La tuberculose au Maroc : 53 % des cas en 2025 se situeront en dehors des poumons

À l’occasion de la Journée mondiale de la tuberculose, célébrée mardi, le ministère de la santé et de la protection sociale a révélé un fait inquiétant : plus de la moitié des cas enregistrés d’ici 2025 seront liés à des formes extrapulmonaires de la maladie. Dans ce contexte, les autorités sanitaires s’efforcent de renforcer les efforts de détection précoce et d’améliorer la prise en charge des patients afin de limiter la propagation de la maladie.
Le ministère a expliqué dans un communiqué officiel que cette année, l’événement est commémoré sous le slogan : « La tuberculose n’affecte pas seulement les poumons : Prenons aussi garde aux formes extrapulmonaires », dans le but de sensibiliser à cette maladie, d’encourager les citoyens à se rendre rapidement dans les établissements de santé et de soutenir les professionnels de la santé dans le diagnostic et la prise en charge de ces cas.
Les données épidémiologiques nationales indiquent que 53% des nouveaux cas enregistrés au Maroc en 2025 seront liés à des formes extrapulmonaires, un pourcentage qui reflète l’importance de ces types, qui restent moins connus et plus difficiles à diagnostiquer, malgré leur grand impact sur la situation de la santé publique.
Dans ce contexte, une téléconférence scientifique nationale sera organisée jeudi, avec la participation de fonctionnaires du ministère, de professionnels de la santé, de représentants d’associations scientifiques, d’organisations non gouvernementales, ainsi que d’agences du système des Nations unies.
Ce symposium sera l’occasion d’analyser la situation épidémiologique de la tuberculose au Maroc, de faire le point sur les derniers développements en matière de diagnostic et de traitement des formes extrapulmonaires, ainsi que de partager les expériences et de renforcer les capacités dans ce domaine.
La lutte contre la tuberculose reste une priorité de santé publique au Maroc, dans le cadre de la mise en œuvre du Plan stratégique national de prévention et de lutte pour 2024-2030, qui vise à réduire le taux de mortalité de 60 % et le taux d’incidence de 35 % d’ici 2030.
Le plan repose sur plusieurs piliers essentiels, notamment la promotion du dépistage précoce, l’amélioration des taux de réussite des traitements, l’élargissement de l’accès aux traitements préventifs et le développement de la gouvernance par le biais d’une approche multisectorielle.

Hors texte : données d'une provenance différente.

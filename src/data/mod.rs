// ============================================================
// Layer 4 — Data Pipeline
// ============================================================
// Everything between raw articles and model-ready windows.
//
//   articles.jsonl           word vectors (infra)
//       │                          │
//       ▼                          │
//   JsonlArticleLoader             │
//       │                          │
//       ▼                          │
//   Preprocessor → tokens          │
//       │                          ▼
//       │                   create_mapping_dicts
//       │                     │            │
//       ▼                     ▼            ▼
//   vectorize_texts ◄──── word_to_idx   gen_embedding_weights
//       │
//       ▼
//   format_inputs → TrainingWindows (X, one-hot y)
//       │
//       ▼
//   split_train_val → WindowDataset → WindowBatcher (burn)
//
// Each step is a separate module and is tested on its own.

/// Reads body/headline articles from JSON Lines
pub mod loader;

/// Cleans and tokenises raw article text
pub mod preprocessor;

/// Word ↔ index ↔ vector tables from an embedding model
pub mod mapping;

/// Dense embedding matrix ordered by index
pub mod weights;

/// Token lists → index sequences
pub mod vectorizer;

/// Index sequences → fixed-length windows with one-hot targets
pub mod windows;

/// Seeded train/validation split
pub mod splitter;

/// Burn Dataset over window samples
pub mod dataset;

/// Burn Batcher turning window samples into tensors
pub mod batcher;
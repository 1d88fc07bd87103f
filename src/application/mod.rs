// ============================================================
// Layer 2 — Application / Use Cases
// ============================================================
// Coordinates the data and infra layers into complete runs.
// No text processing happens here and nothing is printed;
// printing belongs to the CLI layer.

// Build vocabulary, weights and windows from a corpus
pub mod prepare_use_case;

// Read prepared artifacts back and decode windows to text
pub mod inspect_use_case;
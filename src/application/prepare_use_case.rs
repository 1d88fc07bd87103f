// ============================================================
// Layer 2 — PrepareUseCase
// ============================================================
// Orchestrates one preparation run end to end:
//
//   Step 1: Load word vectors          (Layer 6 - infra)
//   Step 2: Load articles              (Layer 4 - data)
//   Step 3: Tokenise                   (Layer 4 - data)
//   Step 4: Build vocabulary mappings  (Layer 4 - data)
//   Step 5: Embedding weight matrix    (Layer 4 - data)
//   Step 6: Vectorise texts            (Layer 4 - data)
//   Step 7: Format training windows    (Layer 4 - data)
//   Step 8: Train / validation split   (Layer 4 - data)
//   Step 9: Persist artifacts          (Layer 6 - infra)

use anyhow::{Context, Result};
use serde::{Deserialize, Serialize};

use crate::data::{
    loader::{tokenize_articles, JsonlArticleLoader},
    mapping::{create_mapping_dicts, VocabFilter},
    preprocessor::Preprocessor,
    splitter::split_train_val,
    vectorizer::vectorize_texts,
    weights::gen_embedding_weights,
    windows::{format_inputs, TrainingWindows},
};
use crate::domain::traits::{ArticleSource, EmbeddingModel};
use crate::infra::{
    artifact_store::{ArtifactStore, WindowSplit},
    word_vectors::WordVectors,
};

// ─── Preparation Configuration ───────────────────────────────────────────────
// Serialisable so it can be stored next to the artifacts it produced.
#[derive(Debug, Clone, PartialEq, Serialize, Deserialize)]
pub struct PrepareConfig {
    /// word2vec text format file
    pub embeddings_path: String,
    /// JSON Lines file of {"body", "headline"} objects
    pub corpus_path:     String,
    pub output_dir:      String,
    /// Restrict the vocabulary to words used in the corpus
    pub filter_corpus:   bool,
    pub lowercase:       bool,
    pub maxlen:          usize,
    pub step:            usize,
    /// Fraction of windows held out for validation
    pub val_fraction:    f64,
    pub seed:            u64,
}

impl Default for PrepareConfig {
    fn default() -> Self {
        Self {
            embeddings_path: "data/word_vectors.txt".to_string(),
            corpus_path:     "data/articles.jsonl".to_string(),
            output_dir:      "prepared".to_string(),
            filter_corpus:   true,
            lowercase:       false,
            maxlen:          50,
            step:            1,
            val_fraction:    0.2,
            seed:            42,
        }
    }
}

/// Counts reported at the end of a run and saved as summary.json
#[derive(Debug, Clone, PartialEq, Serialize, Deserialize)]
pub struct PrepSummary {
    pub articles:      usize,
    pub kept_pairs:    usize,
    pub vocab_size:    usize,
    pub embedding_dim: usize,
    pub train_windows: usize,
    pub val_windows:   usize,
}

// ─── PrepareUseCase ───────────────────────────────────────────────────────────
pub struct PrepareUseCase {
    config: PrepareConfig,
}

impl PrepareUseCase {
    pub fn new(config: PrepareConfig) -> Self {
        Self { config }
    }

    /// Load the configured inputs and run the pipeline.
    pub fn execute(&self) -> Result<PrepSummary> {
        let cfg = &self.config;

        // ── Step 1: Word vectors ──────────────────────────────────────────────
        let model = WordVectors::load_text(&cfg.embeddings_path)?;

        let loader = JsonlArticleLoader::new(&cfg.corpus_path);

        self.execute_with(&model, &loader)
    }

    /// Run the pipeline against an already loaded model and an
    /// arbitrary article source.
    pub fn execute_with<M, S>(&self, model: &M, source: &S) -> Result<PrepSummary>
    where
        M: EmbeddingModel + ?Sized,
        S: ArticleSource + ?Sized,
    {
        let cfg = &self.config;

        // ── Step 2: Articles ──────────────────────────────────────────────────
        let articles = source.load_all()?;
        tracing::info!("Loaded {} articles", articles.len());

        // ── Step 3: Tokenise ──────────────────────────────────────────────────
        let preprocessor = Preprocessor::new().with_lowercase(cfg.lowercase);
        let corpus       = tokenize_articles(&articles, &preprocessor);

        // ── Step 4: Vocabulary mappings ───────────────────────────────────────
        let filter = if cfg.filter_corpus {
            VocabFilter::Corpus { bodies: &corpus.bodies, headlines: &corpus.headlines }
        } else {
            VocabFilter::Full
        };
        let mappings = create_mapping_dicts(model, filter);

        // ── Step 5: Embedding weights ─────────────────────────────────────────
        let weights = gen_embedding_weights(&mappings.word_to_idx, &mappings.word_to_vector)
            .context("Cannot build embedding weights")?;

        // ── Step 6: Vectorise ─────────────────────────────────────────────────
        let vectorized = vectorize_texts(&corpus.bodies, &corpus.headlines, &mappings.word_to_idx)
            .context("Cannot vectorise corpus")?;
        tracing::info!(
            "Kept {} of {} article pairs after vectorisation",
            vectorized.len(),
            corpus.len()
        );

        // ── Step 7: Windows ───────────────────────────────────────────────────
        let windows = format_inputs(
            &vectorized.bodies,
            &vectorized.headlines,
            mappings.len(),
            cfg.maxlen,
            cfg.step,
        )
        .context("Cannot format training windows")?;
        tracing::info!("Formatted {} training windows", windows.len());

        // ── Step 8: Split ─────────────────────────────────────────────────────
        let samples = windows.into_samples();
        let (train, val) = split_train_val(samples, 1.0 - cfg.val_fraction, cfg.seed);
        let train = TrainingWindows::from_samples(&train, cfg.maxlen, mappings.len())?;
        let val   = TrainingWindows::from_samples(&val,   cfg.maxlen, mappings.len())?;

        // ── Step 9: Persist ───────────────────────────────────────────────────
        let summary = PrepSummary {
            articles:      articles.len(),
            kept_pairs:    vectorized.len(),
            vocab_size:    mappings.len(),
            embedding_dim: weights.ncols(),
            train_windows: train.len(),
            val_windows:   val.len(),
        };

        let store = ArtifactStore::new(&cfg.output_dir)?;
        store.save_config(cfg)?;
        store.save_mappings(&mappings)?;
        store.save_weights(&weights)?;
        store.save_windows(WindowSplit::Train, &train)?;
        store.save_windows(WindowSplit::Validation, &val)?;
        store.save_summary(&summary)?;

        tracing::info!("Artifacts written to '{}'", store.dir().display());
        Ok(summary)
    }
}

Dans ce contexte, le ministère de la santé poursuit ses efforts pour améliorer l’accès aux services de diagnostic, renforcer les capacités du personnel de santé, assurer la gratuité des traitements dans les établissements de santé et renforcer les partenariats avec les différents acteurs nationaux et internationaux.
Le ministère a souligné que la tuberculose est une maladie évitable et traitable, à condition d’un diagnostic précoce et du respect du protocole de traitement pendant toute sa durée, appelant tous les acteurs, notamment les professionnels, les institutions, la société civile et les médias, à intensifier leur mobilisation pour réduire la propagation de cette maladie.